CS: Do you think consumers will respond to that message? Will people weight those things rationally and say ‘I could have another MRI but it probably is not justified’ or ‘I could spend $10,000 on this treatment, but it’s only got a 60 percent chance of success.’

TL: Research has shown that people can’t discriminate between care that’s needed and care that’s not needed. Furthermore, people are not terribly engaged in their healthcare and still believe the doctor is king or queen, and they are very trusting and accepting. To some extent you have to trust your doctor. People will have a rude awakening when they find they may have to pay more out of pocket and that may deter them from getting care—some of which they might need. In the last year, people have not used as many services as they have in the past, and that has resulted in some downward pressure on prices.

CS: In other words, they may be forgoing care that they may need?

TL: It’s hard to know that. Unless someone reads a lot of studies and examines Pub Med and the stuff from NIH, how are you really going to know if something is necessary or unnecessary? The hope of both liberal and conservative policy makers is that people will be able to use marketplace approaches, that people will look at ratings and read up and do the things you do when you buy a car. But it may not work with healthcare. My view is that it won’t, because healthcare is fundamentally different from cereals and toothpaste.

Equity here, equity there

TL: Your system is more equitable than ours. Our system is not equitable, and it won’t be even when the Affordable Care Act is fully implemented. It may be equitable in the sense that, yeah, if you’re sick you can get insurance. But that doesn’t mean everyone will have the same insurance that will pay for all the care a person needs.

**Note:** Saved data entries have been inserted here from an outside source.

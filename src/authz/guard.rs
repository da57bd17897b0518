use super::registry::{permissions_for, Permission, RoleName};
use crate::errors::{AppError, AppResult};

/// Allows the action only if `role` is granted every permission in `required`.
pub fn authorize(role: RoleName, required: &[Permission]) -> AppResult<()> {
    let granted = permissions_for(role);
    let missing = required.iter().find(|permission| !granted.contains(permission));

    match missing {
        None => Ok(()),
        Some(permission) => {
            tracing::debug!(role = %role, permission = ?permission, "permission denied");
            Err(AppError::unauthorized(
                "You don't have the necessary permissions to perform this action",
            ))
        }
    }
}
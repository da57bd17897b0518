//! Session tokens and the password primitive.
//!
//! Authentication proper is delegated to these two pieces: a signed bearer
//! token carrying the user id, and argon2 hashing for local credentials.
//! Everything downstream only ever sees an already-authenticated [`AuthUser`].

use std::sync::Arc;

use argon2::password_hash::{PasswordHash, PasswordHasher, PasswordVerifier, SaltString};
use argon2::Argon2;
use axum::async_trait;
use axum::extract::FromRequestParts;
use axum::http::request::Parts;
use chrono::{Duration, Utc};
use jsonwebtoken::{DecodingKey, EncodingKey, Header, Validation};
use rand_core::OsRng;
use uuid::Uuid;

use crate::app::AppState;
use crate::errors::AppError;

const MIN_PASSWORD_LENGTH: usize = 8;
const DEFAULT_EXP_HOURS: i64 = 24;

#[derive(Debug, Clone)]
pub struct JwtConfig {
    pub secret: Arc<Vec<u8>>,
    pub exp_hours: i64,
}

impl JwtConfig {
    pub fn new(secret: impl Into<Vec<u8>>, exp_hours: i64) -> Self {
        Self {
            secret: Arc::new(secret.into()),
            exp_hours,
        }
    }

    pub fn from_env() -> Result<Self, AppError> {
        let secret = std::env::var("JWT_SECRET").map_err(|_| AppError::configuration("JWT_SECRET not set"))?;
        let exp_hours = std::env::var("JWT_EXP_HOURS")
            .map(|val| val.parse::<i64>())
            .unwrap_or(Ok(DEFAULT_EXP_HOURS))
            .map_err(|_| AppError::configuration("JWT_EXP_HOURS must be a valid integer"))?;

        Ok(Self::new(secret.into_bytes(), exp_hours))
    }

    pub fn encode(&self, user_id: Uuid) -> Result<String, AppError> {
        let now = Utc::now();
        let exp = now + Duration::hours(self.exp_hours);

        let claims = Claims {
            sub: user_id,
            exp: exp.timestamp() as usize,
            iat: now.timestamp() as usize,
        };

        jsonwebtoken::encode(&Header::default(), &claims, &EncodingKey::from_secret(&self.secret))
            .map_err(|err| AppError::token(err.to_string()))
    }

    pub fn decode(&self, token: &str) -> Result<Claims, AppError> {
        let mut validation = Validation::default();
        validation.validate_exp = true;

        jsonwebtoken::decode::<Claims>(token, &DecodingKey::from_secret(&self.secret), &validation)
            .map(|data| data.claims)
            .map_err(|err| AppError::token(err.to_string()))
    }
}

#[derive(Debug, Clone, serde::Serialize, serde::Deserialize)]
pub struct Claims {
    pub sub: Uuid,
    pub exp: usize,
    pub iat: usize,
}

/// The identity resolved from the bearer token of the current request.
#[derive(Debug, Clone, Copy)]
pub struct AuthUser {
    pub user_id: Uuid,
}

#[async_trait]
impl FromRequestParts<AppState> for AuthUser {
    type Rejection = AppError;

    async fn from_request_parts(parts: &mut Parts, state: &AppState) -> Result<Self, Self::Rejection> {
        let token = parts
            .headers
            .get(axum::http::header::AUTHORIZATION)
            .and_then(|value| value.to_str().ok())
            .and_then(|value| value.strip_prefix("Bearer "))
            .ok_or_else(|| AppError::unauthorized("Unauthorized, please log in"))?;

        let claims = state.jwt.decode(token)?;

        Ok(AuthUser { user_id: claims.sub })
    }
}

pub fn hash_password(password: &str) -> Result<String, AppError> {
    if password.len() < MIN_PASSWORD_LENGTH {
        return Err(AppError::bad_request(format!(
            "password must be at least {} characters",
            MIN_PASSWORD_LENGTH
        )));
    }

    let salt = SaltString::generate(&mut OsRng);
    Argon2::default()
        .hash_password(password.as_bytes(), &salt)
        .map(|hash| hash.to_string())
        .map_err(|err| AppError::internal(format!("failed to hash password: {err}")))
}

pub fn verify_password(password: &str, password_hash: &str) -> Result<bool, AppError> {
    let parsed_hash = PasswordHash::new(password_hash)
        .map_err(|err| AppError::internal(format!("invalid password hash: {err}")))?;

    Ok(Argon2::default()
        .verify_password(password.as_bytes(), &parsed_hash)
        .is_ok())
}
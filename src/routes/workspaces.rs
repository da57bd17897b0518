use axum::extract::{Path, State};
use axum::http::StatusCode;
use axum::Json;
use uuid::Uuid;

use crate::app::AppState;
use crate::auth::AuthUser;
use crate::authz::{Permission, WorkspaceAccess};
use crate::errors::AppResult;
use crate::models::membership::Membership;
use crate::models::workspace::{
    ChangeRoleRequest, TaskAnalytics, Workspace, WorkspaceCreateRequest, WorkspaceDeleted, WorkspaceDetail,
    WorkspaceMembers, WorkspaceUpdateRequest,
};
use crate::services::{members, workspaces};

#[utoipa::path(
    post,
    path = "/workspaces",
    tag = "Workspaces",
    request_body = WorkspaceCreateRequest,
    responses(
        (status = 201, description = "Workspace created, caller is its owner", body = Workspace),
        (status = 400, description = "Invalid name")
    ),
    security(("bearerAuth" = []))
)]
pub async fn create_workspace(
    State(state): State<AppState>,
    auth: AuthUser,
    Json(payload): Json<WorkspaceCreateRequest>,
) -> AppResult<(StatusCode, Json<Workspace>)> {
    let workspace = workspaces::create_workspace(&state.pool, auth.user_id, payload).await?;
    Ok((StatusCode::CREATED, Json(workspace)))
}

#[utoipa::path(
    get,
    path = "/workspaces",
    tag = "Workspaces",
    responses((status = 200, description = "Workspaces the caller belongs to", body = [Workspace])),
    security(("bearerAuth" = []))
)]
pub async fn list_workspaces(State(state): State<AppState>, auth: AuthUser) -> AppResult<Json<Vec<Workspace>>> {
    let workspaces = members::list_user_workspaces(&state.pool, auth.user_id).await?;
    Ok(Json(workspaces))
}

#[utoipa::path(
    get,
    path = "/workspaces/{workspace_id}",
    tag = "Workspaces",
    params(("workspace_id" = Uuid, Path, description = "Workspace id")),
    responses(
        (status = 200, description = "Workspace with its members", body = WorkspaceDetail),
        (status = 401, description = "Not a member"),
        (status = 404, description = "Workspace does not exist")
    ),
    security(("bearerAuth" = []))
)]
pub async fn get_workspace(
    State(state): State<AppState>,
    auth: AuthUser,
    Path(id): Path<Uuid>,
) -> AppResult<Json<WorkspaceDetail>> {
    WorkspaceAccess::resolve(&state.pool, auth.user_id, id).await?;

    let detail = workspaces::get_workspace(&state.pool, id).await?;
    Ok(Json(detail))
}

#[utoipa::path(
    put,
    path = "/workspaces/{workspace_id}",
    tag = "Workspaces",
    params(("workspace_id" = Uuid, Path, description = "Workspace id")),
    request_body = WorkspaceUpdateRequest,
    responses((status = 200, description = "Workspace updated", body = Workspace)),
    security(("bearerAuth" = []))
)]
pub async fn update_workspace(
    State(state): State<AppState>,
    auth: AuthUser,
    Path(id): Path<Uuid>,
    Json(payload): Json<WorkspaceUpdateRequest>,
) -> AppResult<Json<Workspace>> {
    let access = WorkspaceAccess::resolve(&state.pool, auth.user_id, id).await?;
    access.require(&[Permission::EditWorkspace])?;

    let workspace = workspaces::update_workspace(&state.pool, id, payload).await?;
    Ok(Json(workspace))
}

#[utoipa::path(
    delete,
    path = "/workspaces/{workspace_id}",
    tag = "Workspaces",
    params(("workspace_id" = Uuid, Path, description = "Workspace id")),
    responses(
        (status = 200, description = "Workspace and everything in it deleted", body = WorkspaceDeleted),
        (status = 400, description = "Caller is not the owner"),
        (status = 401, description = "Missing DELETE_WORKSPACE")
    ),
    security(("bearerAuth" = []))
)]
pub async fn delete_workspace(
    State(state): State<AppState>,
    auth: AuthUser,
    Path(id): Path<Uuid>,
) -> AppResult<Json<WorkspaceDeleted>> {
    let access = WorkspaceAccess::resolve(&state.pool, auth.user_id, id).await?;
    access.require(&[Permission::DeleteWorkspace])?;

    let current_workspace_id = workspaces::delete_workspace(&state.pool, id, auth.user_id).await?;
    Ok(Json(WorkspaceDeleted { current_workspace_id }))
}

#[utoipa::path(
    get,
    path = "/workspaces/{workspace_id}/members",
    tag = "Workspaces",
    params(("workspace_id" = Uuid, Path, description = "Workspace id")),
    responses((status = 200, description = "Members and the role catalog", body = WorkspaceMembers)),
    security(("bearerAuth" = []))
)]
pub async fn list_members(
    State(state): State<AppState>,
    auth: AuthUser,
    Path(id): Path<Uuid>,
) -> AppResult<Json<WorkspaceMembers>> {
    let access = WorkspaceAccess::resolve(&state.pool, auth.user_id, id).await?;
    access.require(&[Permission::ViewOnly])?;

    let members = members::list_workspace_members(&state.pool, id).await?;
    Ok(Json(members))
}

#[utoipa::path(
    get,
    path = "/workspaces/{workspace_id}/analytics",
    tag = "Workspaces",
    params(("workspace_id" = Uuid, Path, description = "Workspace id")),
    responses((status = 200, description = "Task counts", body = TaskAnalytics)),
    security(("bearerAuth" = []))
)]
pub async fn workspace_analytics(
    State(state): State<AppState>,
    auth: AuthUser,
    Path(id): Path<Uuid>,
) -> AppResult<Json<TaskAnalytics>> {
    let access = WorkspaceAccess::resolve(&state.pool, auth.user_id, id).await?;
    access.require(&[Permission::ViewOnly])?;

    let analytics = workspaces::workspace_analytics(&state.pool, id).await?;
    Ok(Json(analytics))
}

#[utoipa::path(
    put,
    path = "/workspaces/{workspace_id}/members/role",
    tag = "Workspaces",
    params(("workspace_id" = Uuid, Path, description = "Workspace id")),
    request_body = ChangeRoleRequest,
    responses(
        (status = 200, description = "Membership now points at the new role", body = Membership),
        (status = 404, description = "Workspace, role or member not found")
    ),
    security(("bearerAuth" = []))
)]
pub async fn change_member_role(
    State(state): State<AppState>,
    auth: AuthUser,
    Path(id): Path<Uuid>,
    Json(payload): Json<ChangeRoleRequest>,
) -> AppResult<Json<Membership>> {
    let access = WorkspaceAccess::resolve(&state.pool, auth.user_id, id).await?;
    access.require(&[Permission::ChangeMemberRole])?;

    let member = workspaces::change_member_role(&state.pool, id, payload.member_id, payload.role_id).await?;
    Ok(Json(member))
}
use chrono::{DateTime, Utc};
use serde::{Deserialize, Serialize};
use sqlx::FromRow;
use utoipa::ToSchema;
use uuid::Uuid;

use crate::authz::{Permission, RoleName};
use crate::errors::AppError;

/// A stored role row. Its permission list is a copy of the static grant
/// table, refreshed by role seeding.
#[derive(Debug, Clone, Serialize, Deserialize, ToSchema)]
pub struct Role {
    pub id: Uuid,
    pub name: RoleName,
    pub permissions: Vec<Permission>,
    pub created_at: DateTime<Utc>,
    pub updated_at: DateTime<Utc>,
}

#[derive(Debug, Clone, FromRow)]
pub struct DbRole {
    pub id: Uuid,
    pub name: RoleName,
    pub permissions: String,
    pub created_at: DateTime<Utc>,
    pub updated_at: DateTime<Utc>,
}

impl TryFrom<DbRole> for Role {
    type Error = AppError;

    fn try_from(value: DbRole) -> Result<Self, Self::Error> {
        let permissions = serde_json::from_str(&value.permissions).map_err(|err| {
            AppError::configuration(format!("role {} has an unreadable permission list: {err}", value.name))
        })?;

        Ok(Role {
            id: value.id,
            name: value.name,
            permissions,
            created_at: value.created_at,
            updated_at: value.updated_at,
        })
    }
}

#[derive(Debug, Clone, Serialize, Deserialize, ToSchema, FromRow)]
pub struct RoleSummary {
    pub id: Uuid,
    pub name: RoleName,
}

A bronze policy is probably going to be the most popular policy—it certainly is in Massachusetts, where some 52 percent of the people chose it, because the others are pretty darn expensive. That policy covers only 60 percent of your healthcare costs. The silver, gold, and platinum policies will cost more and cover more. Better coverage may give you better outcomes or better care. So in that sense, the system is far from equitable.

CS: How much do they cost?

Trudy Lieberman is a fellow at the Center for Advancing Health and a longtime contributing editor to the Columbia Journalism Review. She is the lead writer for The Second Opinion, CJR’s healthcare desk, which is part of our United States Project on the coverage of politics and policy. Follow her on Twitter @Trudy_Lieberman.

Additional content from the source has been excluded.